Similar conclusions might be found in studies of other European networks. This raises the proposition of finding a happy medium: of setting fees at a level that covers the cost of maintenance and future investment while remaining commercially attractive to prospective operators. However, this is only possible if there is a definitive split between infrastructure and operations.

The EU also arguably needs to look at itself and forcefully impose the rules and regulations to which the member states have signed up, including the Fourth Railway Package. To do so will require strong leadership at the commission. Unfortunately, the last few transport commissioners have lacked the gusto to take on the big railways. But if they choose to go down the rabbit hole and really enforce the regulations and hand out meaningful fines and even restrictions on operation, the chances are that a DB or an SNCF will relent. If one falls into line, the others are likely to follow.

The European Year of Rail offered much to celebrate.

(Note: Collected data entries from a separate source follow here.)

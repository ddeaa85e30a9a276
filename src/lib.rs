//! A standard 52-card deck with optional `no_std` support.
//!
//! The crate provides a [`Deck`] that owns one [`Card`] of each suit and rank,
//! keeps them in an unbiased random order, deals them one at a time and looks
//! them up by identity. Card images are loaded through an [`AssetStore`] and
//! face images are shared between decks through [`CardAssets`].
//!
//! # Example
//!
//! ```
//! use cardeck::{BackColor, CardAssets, Deck, DeckOptions, MemoryAssets, Suit};
//!
//! let assets = CardAssets::new(MemoryAssets::standard());
//! let options = DeckOptions::default().with_color(BackColor::Blue);
//! let mut deck = Deck::new(&assets, options, 42).unwrap();
//!
//! let card = deck.deal().unwrap().clone();
//! assert_eq!(deck.remaining(), 51);
//! assert_eq!(deck.lookup(card.suit(), card.rank().get()).unwrap(), &card);
//!
//! let queen = deck.lookup(Suit::Hearts, 12).unwrap();
//! assert_eq!(queen.to_string(), "queen of hearts");
//! ```
#![cfg_attr(not(feature = "std"), no_std)]
#![cfg_attr(docsrs, feature(doc_cfg))]

#[cfg(all(not(feature = "std"), not(feature = "alloc")))]
compile_error!(
    "`std` is disabled but `alloc` feature is not enabled. Enable `alloc` or keep `std` enabled."
);

extern crate alloc;

pub mod asset;
pub mod card;
pub mod deck;
pub mod error;
pub mod options;
mod sync;

// Re-export main types
pub use asset::{
    AssetStore, BackColor, CARD_HEIGHT, CARD_WIDTH, CardAssets, FaceCache, Image, MemoryAssets,
};
pub use card::{Card, CardId, DECK_SIZE, RANKS_PER_SUIT, Rank, Suit};
pub use deck::Deck;
pub use error::{AssetDegraded, AssetError, DeckError, InvalidArgument};
pub use options::{BackAppearance, DeckOptions};
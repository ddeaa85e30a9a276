#[cfg(feature = "std")]
pub struct OnceCell<T>(std::sync::OnceLock<T>);

#[cfg(feature = "std")]
impl<T> OnceCell<T> {
    pub const fn new() -> Self {
        Self(std::sync::OnceLock::new())
    }

    pub fn get(&self) -> Option<&T> {
        self.0.get()
    }

    /// Resolves the value unless it is already set.
    ///
    /// Concurrent first callers may each run `init`; the first to finish wins
    /// and the others drop their value.
    pub fn get_or_try_init<E>(&self, init: impl FnOnce() -> Result<T, E>) -> Result<&T, E> {
        if let Some(value) = self.0.get() {
            return Ok(value);
        }
        let value = init()?;
        Ok(self.0.get_or_init(|| value))
    }
}

#[cfg(all(not(feature = "std"), feature = "alloc"))]
pub struct OnceCell<T>(spin::Once<T>);

#[cfg(all(not(feature = "std"), feature = "alloc"))]
impl<T> OnceCell<T> {
    pub const fn new() -> Self {
        Self(spin::Once::new())
    }

    pub fn get(&self) -> Option<&T> {
        self.0.get()
    }

    pub fn get_or_try_init<E>(&self, init: impl FnOnce() -> Result<T, E>) -> Result<&T, E> {
        self.0.try_call_once(init)
    }
}
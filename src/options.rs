//! Deck configuration options.

use alloc::string::String;

use crate::asset::{BackColor, Image};

/// How the backs of a deck's cards look.
#[derive(Debug, Clone, PartialEq, Eq)]
pub enum BackAppearance {
    /// One of the canonical backs.
    Color(BackColor),
    /// A color token such as `"red"` or `"blue"`, parsed when the deck is
    /// built. Any other token is rejected.
    Named(String),
    /// A caller-supplied image, rescaled to canonical size if needed.
    Image(Image),
    /// An image loaded from the asset store by name, rescaled to canonical
    /// size if needed. Falls back to a blank back if it cannot be loaded.
    Resource(String),
    /// A blank back.
    Blank,
}

impl From<BackColor> for BackAppearance {
    fn from(color: BackColor) -> Self {
        Self::Color(color)
    }
}

impl From<Image> for BackAppearance {
    fn from(image: Image) -> Self {
        Self::Image(image)
    }
}

/// Configuration options for a deck.
///
/// Use the builder pattern to customize options:
///
/// ```
/// use cardeck::{BackAppearance, BackColor, DeckOptions};
///
/// let options = DeckOptions::default()
///     .with_color(BackColor::Red)
///     .with_size_tolerance(2);
///
/// assert_eq!(options.back, Some(BackAppearance::Color(BackColor::Red)));
/// ```
#[derive(Debug, Clone, PartialEq, Eq)]
pub struct DeckOptions {
    /// Back appearance. Building a deck without one fails.
    pub back: Option<BackAppearance>,
    /// How far a custom back's width or height may differ from the canonical
    /// card size before it is rescaled.
    pub size_tolerance: u32,
}

impl Default for DeckOptions {
    fn default() -> Self {
        Self {
            back: None,
            size_tolerance: 1,
        }
    }
}

impl DeckOptions {
    /// Sets the back appearance.
    ///
    /// # Example
    ///
    /// ```
    /// use cardeck::{BackAppearance, DeckOptions};
    ///
    /// let options = DeckOptions::default().with_back(BackAppearance::Named("blue".into()));
    /// assert!(options.back.is_some());
    /// ```
    #[must_use]
    pub fn with_back(mut self, back: impl Into<BackAppearance>) -> Self {
        self.back = Some(back.into());
        self
    }

    /// Uses one of the canonical backs.
    #[must_use]
    pub fn with_color(self, color: BackColor) -> Self {
        self.with_back(BackAppearance::Color(color))
    }

    /// Sets the rescale tolerance for custom backs.
    ///
    /// # Example
    ///
    /// ```
    /// use cardeck::DeckOptions;
    ///
    /// let options = DeckOptions::default().with_size_tolerance(0);
    /// assert_eq!(options.size_tolerance, 0);
    /// ```
    #[must_use]
    pub const fn with_size_tolerance(mut self, tolerance: u32) -> Self {
        self.size_tolerance = tolerance;
        self
    }
}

It also provided a timely reminder of the challenges facing modal shift to rail in 2021 and in the years ahead.

Commission policy proposals aim to boost modal shift

On December 14, the EC announced its proposals for revising the TEN-T Regulation. The EC says these updates will address missing links and modernise the network, including increasing the minimum line speed on the majority of the core network to at least 160km/h by 2040.

The proposal calls for more transhipment terminals, improved handling capacity at freight terminals, reduced waiting times at rail border crossings, longer trains to shift more freight onto cleaner transport modes, and the option for lorries to be transported by train. It also creates nine “European Transport Corridors” that integrate rail, road, and waterways.

The proposal sets a new intermediary deadline of 2040 to advance the completion of major parts of the core network ahead of the 2050 deadline that applies to the wider, comprehensive network. There are calls for new high-speed rail connections, including between Porto and Vigo, and Budapest and Bucharest, to be completed by 2040.

All 424 major cities along the TEN-T network must also develop Sustainable Urban Mobility Plans to promote zero-emission mobility and to increase and improve public transport and infrastructure for walking and cycling.

The EC also announced several proposed revisions to the European Urban Mobility Framework, which sets out guidance on how cities can cut emissions and improve mobility. The plan prioritises zero-emission solutions for urban fleets, including taxis and ride-hailing services, the last mile of urban deliveries, and the construction and modernisation of multimodal hubs, as well as new digital solutions and services. The proposal maps out the funding options for local and regional authorities. The commission will propose a recommendation to EU member states to develop national plans that will support cities to implement their mobility plans.

In addition, the EC launched a consultation to alter the state aid rules for rail on December 23 and on optimum strategies for greening and digitising transport networks, including rail, last month.